Comparison with Other Institutional Statistics - To provide a frame of reference for interpreting data on the educational outcomes of Bridges students, an attempt was made to gather similar information on other groups of students at the same institutions. An effort was made to collect, at each institution, information on all students in the pool from which Bridges students are drawn (e.g., those majoring in fields targeted by the Bridges grant). Institutions were asked to provide for each year, beginning with the five years prior to receiving Bridges grant support and continuing for each year thereafter, the number of new entering students, the number of these students who have received degrees, and the number who have transferred to seek second-level degrees.

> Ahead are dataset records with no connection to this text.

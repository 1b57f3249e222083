//! Filter conditions for redemption queries.
//!
//! A [`ConditionSet`] is an immutable snapshot of what the caller asked for.
//! It is only ever built through [`ConditionSetBuilder`], which drops blank
//! input instead of rejecting it: an absent field means "no constraint".

use chrono::{Datelike, Duration, NaiveDate};
use clap::ValueEnum;
use log::debug;

#[derive(Debug, Clone, Copy, PartialEq, Eq)]
pub struct DateRange {
    pub start: NaiveDate,
    pub end: NaiveDate,
}

impl DateRange {
    fn from_bounds(start: Option<NaiveDate>, end: Option<NaiveDate>) -> Option<Self> {
        let (start, end) = (start?, end?);
        if start > end {
            debug!("Ignoring date range with start {start} after end {end}");
            return None;
        }
        Some(Self { start, end })
    }
}

/// Relative calendar periods offered as shortcuts for date ranges.
#[derive(Debug, Clone, Copy, PartialEq, Eq, ValueEnum)]
#[value(rename_all = "kebab-case")]
pub enum DatePreset {
    Today,
    Last7Days,
    Last30Days,
    ThisMonth,
    LastMonth,
}

impl DatePreset {
    pub fn range(self, today: NaiveDate) -> DateRange {
        let (start, end) = match self {
            DatePreset::Today => (today, today),
            DatePreset::Last7Days => (today - Duration::days(6), today),
            DatePreset::Last30Days => (today - Duration::days(29), today),
            DatePreset::ThisMonth => {
                let first = first_of_month(today);
                (first, last_of_month(first))
            }
            DatePreset::LastMonth => {
                let previous = first_of_month(today) - Duration::days(1);
                (first_of_month(previous), previous)
            }
        };
        DateRange { start, end }
    }
}

fn first_of_month(date: NaiveDate) -> NaiveDate {
    date.with_day(1).unwrap_or(date)
}

fn last_of_month(first: NaiveDate) -> NaiveDate {
    let next_month = if first.month() == 12 {
        NaiveDate::from_ymd_opt(first.year() + 1, 1, 1)
    } else {
        NaiveDate::from_ymd_opt(first.year(), first.month() + 1, 1)
    };
    next_month.map_or(first, |next| next - Duration::days(1))
}

#[derive(Debug, Clone, Default, PartialEq, Eq)]
pub struct ConditionSet {
    region: Option<String>,
    redeem_site: Option<String>,
    play_methods: Vec<String>,
    prize_conditions: Vec<(String, String)>,
    redeem_time: Option<DateRange>,
    sale_time: Option<DateRange>,
}

impl ConditionSet {
    pub fn builder() -> ConditionSetBuilder {
        ConditionSetBuilder::default()
    }

    pub fn region(&self) -> Option<&str> {
        self.region.as_deref()
    }

    pub fn redeem_site(&self) -> Option<&str> {
        self.redeem_site.as_deref()
    }

    pub fn play_methods(&self) -> &[String] {
        &self.play_methods
    }

    /// Method to amount pairs in the order the methods were first given.
    pub fn prize_conditions(&self) -> &[(String, String)] {
        &self.prize_conditions
    }

    pub fn redeem_time(&self) -> Option<DateRange> {
        self.redeem_time
    }

    pub fn sale_time(&self) -> Option<DateRange> {
        self.sale_time
    }

    pub fn is_empty(&self) -> bool {
        self == &ConditionSet::default()
    }

    /// Short human summary used in log lines.
    pub fn describe(&self) -> String {
        let mut parts = Vec::new();
        if let Some(region) = &self.region {
            parts.push(format!("region={region}"));
        }
        if let Some(site) = &self.redeem_site {
            parts.push(format!("redeem_site={site}"));
        }
        if !self.play_methods.is_empty() {
            parts.push(format!("play_methods=[{}]", self.play_methods.join(", ")));
        }
        for (method, amount) in &self.prize_conditions {
            parts.push(format!("prize[{method}]={amount}"));
        }
        if let Some(range) = self.redeem_time {
            parts.push(format!("redeem_time={}..{}", range.start, range.end));
        }
        if let Some(range) = self.sale_time {
            parts.push(format!("sale_time={}..{}", range.start, range.end));
        }
        if parts.is_empty() {
            "no conditions".to_string()
        } else {
            parts.join("; ")
        }
    }
}

#[derive(Debug, Clone, Default)]
pub struct ConditionSetBuilder {
    inner: ConditionSet,
}

fn non_blank(raw: &str) -> Option<String> {
    let trimmed = raw.trim();
    (!trimmed.is_empty()).then(|| trimmed.to_string())
}

impl ConditionSetBuilder {
    pub fn region(mut self, raw: &str) -> Self {
        self.inner.region = non_blank(raw);
        self
    }

    pub fn redeem_site(mut self, raw: &str) -> Self {
        self.inner.redeem_site = non_blank(raw);
        self
    }

    pub fn play_method(mut self, raw: &str) -> Self {
        if let Some(method) = non_blank(raw)
            && !self.inner.play_methods.contains(&method)
        {
            self.inner.play_methods.push(method);
        }
        self
    }

    pub fn play_methods<I, S>(self, raw: I) -> Self
    where
        I: IntoIterator<Item = S>,
        S: AsRef<str>,
    {
        raw.into_iter()
            .fold(self, |builder, method| builder.play_method(method.as_ref()))
    }

    /// Sets the target amount for one play method; a blank amount clears it.
    pub fn prize_condition(mut self, method: &str, amount: &str) -> Self {
        let Some(method) = non_blank(method) else {
            return self;
        };
        let pairs = &mut self.inner.prize_conditions;
        match (pairs.iter().position(|(m, _)| *m == method), non_blank(amount)) {
            (Some(idx), Some(amount)) => pairs[idx].1 = amount,
            (Some(idx), None) => {
                pairs.remove(idx);
            }
            (None, Some(amount)) => pairs.push((method, amount)),
            (None, None) => {}
        }
        self
    }

    pub fn redeem_time(mut self, start: Option<NaiveDate>, end: Option<NaiveDate>) -> Self {
        self.inner.redeem_time = DateRange::from_bounds(start, end);
        self
    }

    pub fn sale_time(mut self, start: Option<NaiveDate>, end: Option<NaiveDate>) -> Self {
        self.inner.sale_time = DateRange::from_bounds(start, end);
        self
    }

    pub fn build(self) -> ConditionSet {
        self.inner
    }
}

Many institutions reported difficulty in obtaining these numbers. Among the Baccalaureate programs, information on minority entrants to 2-year schools was available from at least some of the institutions participating in 11 of the 39 programs. These schools represent about 25% of all participating 2-year schools. For those institutions that were able to provide data, not all could provide this information for all of the requested years, and the groups of students on which statistics were available varied. For example, while some schools were able to provide information at the requested level of detail, other schools were able to provide only aggregate data for the institution's entire student body.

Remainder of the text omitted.